## Exercise details
Reproduce the entries in full, with no changes.

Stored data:

* * * * *

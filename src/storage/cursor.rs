use crate::{
    storage::{
        btree::BTree,
        node::{LeafCell, Node, NodeBody, TreeKind},
        pager::Pager,
    },
    types::{PageId, error::DatabaseError},
};

/// Forward cursor over the leaf level of a b-tree.
///
/// Leaves are loaded one at a time by following the sibling links, so a scan
/// never holds more than one leaf's cells. Overflowing payloads are
/// reassembled as each entry is yielded.
pub struct Cursor<'p> {
    pager: &'p Pager,
    kind: TreeKind,
    page_id: Option<PageId>,
    cells: Vec<LeafCell>,
    next: Option<PageId>,
    position: usize,
}

impl<'p> Cursor<'p> {
    pub(crate) fn new(
        pager: &'p Pager,
        kind: TreeKind,
        page_id: PageId,
        cells: Vec<LeafCell>,
        next: Option<PageId>,
        position: usize,
    ) -> Self {
        Self {
            pager,
            kind,
            page_id: Some(page_id),
            cells,
            next,
            position,
        }
    }

    fn advance_leaf(&mut self) -> Result<bool, DatabaseError> {
        let Some(next_id) = self.next else {
            self.page_id = None;
            self.cells.clear();
            return Ok(false);
        };
        let node = Node::from_page(&self.pager.read(next_id)?, self.kind)?;
        let NodeBody::Leaf { cells, next } = node.body else {
            return Err(DatabaseError::corrupt(next_id, "leaf chain points at an interior page"));
        };
        self.page_id = Some(next_id);
        self.cells = cells;
        self.next = next;
        self.position = 0;
        Ok(true)
    }
}

impl Iterator for Cursor<'_> {
    type Item = Result<(Vec<u8>, Vec<u8>), DatabaseError>;

    fn next(&mut self) -> Option<Self::Item> {
        self.page_id?;
        while self.position >= self.cells.len() {
            match self.advance_leaf() {
                Ok(true) => {}
                Ok(false) => return None,
                Err(e) => {
                    self.page_id = None;
                    return Some(Err(e));
                }
            }
        }
        let cell = &self.cells[self.position];
        self.position += 1;
        let value = if cell.payload.overflow.is_none() {
            Ok(cell.payload.local.clone())
        } else {
            BTree::read_payload(self.pager, &cell.payload)
        };
        Some(value.map(|value| (cell.key.clone(), value)))
    }
}
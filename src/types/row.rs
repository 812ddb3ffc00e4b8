use serde::{Deserialize, Serialize};

use crate::types::{RowId, value::Value};

#[derive(Debug, Clone, PartialEq, Serialize, Deserialize)]
pub struct Row {
    pub row_id: Option<RowId>,
    pub values: Vec<Value>,
}

impl Row {
    pub fn new(values: Vec<Value>) -> Self {
        Self {
            row_id: None,
            values,
        }
    }

    pub fn with_row_id(row_id: RowId, values: Vec<Value>) -> Self {
        Self {
            row_id: Some(row_id),
            values,
        }
    }

    pub fn len(&self) -> usize {
        self.values.len()
    }

    pub fn is_empty(&self) -> bool {
        self.values.is_empty()
    }
}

* * * * *

## Response
filename src/storage/cursor.rs
use crate::{
    storage::{
        btree::BTree,
        node::{LeafCell, Node, NodeBody, TreeKind},
        pager::Pager,
    },
    types::{PageId, error::DatabaseError},
};

/// Forward cursor over the leaf level of a b-tree.
///
/// Leaves are loaded one at a time by following the sibling links, so a scan
/// never holds more than one leaf's cells. Overflowing payloads are
/// reassembled as each entry is yielded.
pub struct Cursor<'p> {
    pager: &'p Pager,
    kind: TreeKind,
    page_id: Option<PageId>,
    cells: Vec<LeafCell>,
    next: Option<PageId>,
    position: usize,
}

impl<'p> Cursor<'p> {
    pub(crate) fn new(
        pager: &'p Pager,
        kind: TreeKind,
        page_id: PageId,
        cells: Vec<LeafCell>,
        next: Option<PageId>,
        position: usize,
    ) -> Self {
        Self {
            pager,
            kind,
            page_id: Some(page_id),
            cells,
            next,
            position,
        }
    }

    fn advance_leaf(&mut self) -> Result<bool, DatabaseError> {
        let Some(next_id) = self.next else {
            self.page_id = None;
            self.cells.clear();
            return Ok(false);
        };
        let node = Node::from_page(&self.pager.read(next_id)?, self.kind)?;
        let NodeBody::Leaf { cells, next } = node.body else {
            return Err(DatabaseError::corrupt(next_id, "leaf chain points at an interior page"));
        };
        self.page_id = Some(next_id);
        self.cells = cells;
        self.next = next;
        self.position = 0;
        Ok(true)
    }
}

impl Iterator for Cursor<'_> {
    type Item = Result<(Vec<u8>, Vec<u8>), DatabaseError>;

    fn next(&mut self) -> Option<Self::Item> {
        self.page_id?;
        while self.position >= self.cells.len() {
            match self.advance_leaf() {
                Ok(true) => {}
                Ok(false) => return None,
                Err(e) => {
                    self.page_id = None;
                    return Some(Err(e));
                }
            }
        }
        let cell = &self.cells[self.position];
        self.position += 1;
        let value = if cell.payload.overflow.is_none() {
            Ok(cell.payload.local.clone())
        } else {
            BTree::read_payload(self.pager, &cell.payload)
        };
        Some(value.map(|value| (cell.key.clone(), value)))
    }
}
filename src/types/row.rs
repository 812ddb3ffc00e4b8
use serde::{Deserialize, Serialize};

use crate::types::{RowId, value::Value};

#[derive(Debug, Clone, PartialEq, Serialize, Deserialize)]
pub struct Row {
    pub row_id: Option<RowId>,
    pub values: Vec<Value>,
}

impl Row {
    pub fn new(values: Vec<Value>) -> Self {
        Self {
            row_id: None,
            values,
        }
    }

    pub fn with_row_id(row_id: RowId, values: Vec<Value>) -> Self {
        Self {
            row_id: Some(row_id),
            values,
        }
    }

    pub fn len(&self) -> usize {
        self.values.len()
    }

    pub fn is_empty(&self) -> bool {
        self.values.is_empty()
    }
}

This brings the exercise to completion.